I'm wrong or Will we fix the ducks limp?
Marko Rauhamaa
marko at pacujo.net
Tue Jun 7 03:56:55 EDT 2016
Gregory Ewing <greg.ewing at canterbury.ac.nz>:
> Marko Rauhamaa wrote:
>> Seriously, though, it is notable that the high-level programming
>> languages pretty unanimously refuse to make variables first-class
>> objects. I wonder why.
>
> That's an interesting question. One reason might be
> that in the absence of static type analysis, assigning
> to a variable holding a reference to another variable
> would be ambiguous. For example, suppose Python had
> an & operator that gives you an object referring to
> a variable somehow.

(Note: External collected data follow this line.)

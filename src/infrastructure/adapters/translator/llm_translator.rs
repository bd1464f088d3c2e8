//! LLM Translator - 通过 OpenAI 兼容 chat completions API 实现翻译
//!
//! 实现 TranslatorPort trait
//!
//! 两类提示词：
//! - 语言检测：要求只回答语言的英文名称（如 "Spanish"），
//!   该名称直接进入后续翻译提示词作为源语言
//! - 翻译：要求只输出译文本身

use async_trait::async_trait;
use reqwest::Client;
use serde::{Deserialize, Serialize};
use std::time::Duration;

use crate::application::ports::{TranslationError, TranslatorPort};

#[derive(Debug, Serialize)]
struct ChatCompletionRequest {
    model: String,
    messages: Vec<ChatMessage>,
    temperature: f32,
}

#[derive(Debug, Serialize)]
struct ChatMessage {
    role: &'static str,
    content: String,
}

#[derive(Debug, Deserialize)]
struct ChatCompletionResponse {
    choices: Vec<ChatChoice>,
}

#[derive(Debug, Deserialize)]
struct ChatChoice {
    message: ChatChoiceMessage,
}

#[derive(Debug, Deserialize)]
struct ChatChoiceMessage {
    content: String,
}

/// LLM 翻译器配置
#[derive(Debug, Clone)]
pub struct LlmTranslatorConfig {
    /// chat completions API 基础 URL
    pub base_url: String,
    /// API Key
    pub api_key: String,
    /// 模型名
    pub model: String,
    /// 请求超时时间（秒）
    pub timeout_secs: u64,
}

impl Default for LlmTranslatorConfig {
    fn default() -> Self {
        Self {
            base_url: "https://api.openai.com/v1".to_string(),
            api_key: String::new(),
            model: "gpt-4o-mini".to_string(),
            timeout_secs: 30,
        }
    }
}

/// 语言检测提示词
fn detection_prompt() -> &'static str {
    "You are a language detection tool. Reply with only the English name of the \
     language the text is written in, for example: Spanish. Nothing else."
}

/// 翻译提示词（源/目标均为语言的英文名称）
fn translation_prompt(source_language: &str, target_language: &str) -> String {
    format!(
        "You are a translator. Translate the user's text from {} to {}. \
         Output only the translation, with no explanations or quotes.",
        source_language, target_language
    )
}

/// LLM 翻译器
pub struct LlmTranslator {
    client: Client,
    config: LlmTranslatorConfig,
}

impl LlmTranslator {
    pub fn new(config: LlmTranslatorConfig) -> Result<Self, TranslationError> {
        let client = Client::builder()
            .timeout(Duration::from_secs(config.timeout_secs))
            .build()
            .map_err(|e| TranslationError::NetworkError(e.to_string()))?;

        Ok(Self { client, config })
    }

    fn map_request_error(e: reqwest::Error) -> TranslationError {
        if e.is_timeout() {
            TranslationError::Timeout
        } else {
            TranslationError::NetworkError(e.to_string())
        }
    }

    /// 发送单轮 system+user 对话，返回模型输出（已去除首尾空白）
    async fn complete(&self, system: String, user: String) -> Result<String, TranslationError> {
        if self.config.api_key.is_empty() {
            return Err(TranslationError::LlmError(
                "Translation API key is not configured".to_string(),
            ));
        }

        let url = format!("{}/chat/completions", self.config.base_url);
        let response = self
            .client
            .post(&url)
            .bearer_auth(&self.config.api_key)
            .json(&ChatCompletionRequest {
                model: self.config.model.clone(),
                messages: vec![
                    ChatMessage {
                        role: "system",
                        content: system,
                    },
                    ChatMessage {
                        role: "user",
                        content: user,
                    },
                ],
                temperature: 0.2,
            })
            .send()
            .await
            .map_err(Self::map_request_error)?;

        if !response.status().is_success() {
            let status = response.status().as_u16();
            let message = response.text().await.unwrap_or_default();
            return Err(TranslationError::LlmError(format!(
                "LLM returned status {}: {}",
                status, message
            )));
        }

        let body: ChatCompletionResponse = response
            .json()
            .await
            .map_err(|e| TranslationError::InvalidResponse(e.to_string()))?;

        let content = body
            .choices
            .into_iter()
            .next()
            .map(|c| c.message.content)
            .ok_or_else(|| {
                TranslationError::InvalidResponse("LLM response has no choices".to_string())
            })?;

        Ok(content.trim().to_string())
    }
}

#[async_trait]
impl TranslatorPort for LlmTranslator {
    async fn detect_language(&self, text: &str) -> Result<String, TranslationError> {
        let language = self
            .complete(detection_prompt().to_string(), text.to_string())
            .await?;

        // 语言名应为单个短词组，长输出说明模型在自由发挥
        if language.is_empty() || language.len() > 32 {
            return Err(TranslationError::InvalidResponse(format!(
                "Unexpected language detection output: {:?}",
                language
            )));
        }

        Ok(language)
    }

    async fn translate(
        &self,
        text: &str,
        source_language: &str,
        target_language: &str,
    ) -> Result<String, TranslationError> {
        let system = translation_prompt(source_language, target_language);
        let translated = self.complete(system, text.to_string()).await?;

        if translated.is_empty() {
            return Err(TranslationError::InvalidResponse(
                "LLM returned empty translation".to_string(),
            ));
        }

        tracing::debug!(
            source = %source_language,
            target = %target_language,
            chars = translated.chars().count(),
            "Translation completed"
        );

        Ok(translated)
    }
}

#[cfg(test)]
mod tests {
    use super::*;

    #[test]
    fn test_config_default() {
        let config = LlmTranslatorConfig::default();
        assert_eq!(config.base_url, "https://api.openai.com/v1");
        assert_eq!(config.model, "gpt-4o-mini");
    }

    #[test]
    fn test_detection_prompt_asks_for_language_name() {
        // 检测结果要直接进入翻译提示词，因此必须是语言名而不是代码
        assert!(detection_prompt().contains("English name"));
    }

    #[test]
    fn test_translation_prompt_carries_both_languages() {
        let prompt = translation_prompt("Spanish", "English");
        assert!(prompt.contains("from Spanish to English"));
    }

    #[tokio::test]
    async fn test_detect_without_api_key_fails() {
        let translator = LlmTranslator::new(LlmTranslatorConfig::default()).unwrap();
        let result = translator.detect_language("hello").await;
        assert!(matches!(result, Err(TranslationError::LlmError(_))));
    }

    #[tokio::test]
    async fn test_translate_without_api_key_fails() {
        let translator = LlmTranslator::new(LlmTranslatorConfig::default()).unwrap();
        let result = translator.translate("hello", "en", "fr").await;
        assert!(result.is_err());
    }
}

Then, after
>
> a = 42
> b = 17
> c = &a
> c = &b
>
> does 'c' now hold a reference to the variable 'b', or
> does it still hold a reference to 'a' and 'a' now
> holds a reference to 'b'?
If variables were ordinary mutable objects, you'd need a syntax of
dereferencing, just like in C. Variable objects would be highly
analogous to single-element arrays, little boxes if you will.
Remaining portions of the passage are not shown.